What is needed> Please copy each line below that contains the word "super".
##### Data records #####
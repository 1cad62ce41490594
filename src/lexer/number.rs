//! Decimal and byte-suffixed literals.

use crate::errors::errors::{ErrorImpl, NumberIssue};

use super::{
    lexer::Scanner,
    tokens::{Token, TokenKind},
};

/// Suffix marking a byte literal, as in `42b`.
const BYTE_SUFFIX: char = 'b';

impl Scanner {
    /// Lexes a run of digits, with an optional byte suffix.
    ///
    /// The suffix only belongs to the literal when nothing alphanumeric
    /// follows it, so `5bc` scans as `5` then the identifier `bc`.
    pub(super) fn scan_number(&mut self, start: usize, line: u32) -> Token {
        self.cursor.eat_while(|c| c.is_ascii_digit());
        let digits = self.cursor.slice(start, self.cursor.pos()).to_string();

        let is_byte = self.cursor.peek() == Some(BYTE_SUFFIX)
            && !self
                .cursor
                .peek2()
                .is_some_and(|c| self.config.is_ident_continue(c));
        if is_byte {
            self.cursor.advance();
        }
        let lexeme = self.cursor.slice(start, self.cursor.pos()).to_string();

        let kind = if digits.len() > 1 && digits.starts_with('0') && !self.config.allow_leading_zeros {
            self.error(
                ErrorImpl::MalformedNumber {
                    lexeme,
                    issue: NumberIssue::LeadingZero,
                },
                start,
            )
        } else if is_byte {
            match digits.parse::<u8>() {
                Ok(value) => TokenKind::ByteNumber(value),
                Err(_) => self.error(ErrorImpl::MalformedByteLiteral { lexeme }, start),
            }
        } else {
            match digits.parse::<i32>() {
                Ok(value) => TokenKind::Number(value),
                Err(_) => self.error(
                    ErrorImpl::MalformedNumber {
                        lexeme,
                        issue: NumberIssue::Overflow,
                    },
                    start,
                ),
            }
        };

        self.make_token(kind, start, line)
    }
}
#####
Response>
use super::{
    pub(super) fn scan_number(&mut self, start: usize, line: u32) -> Token {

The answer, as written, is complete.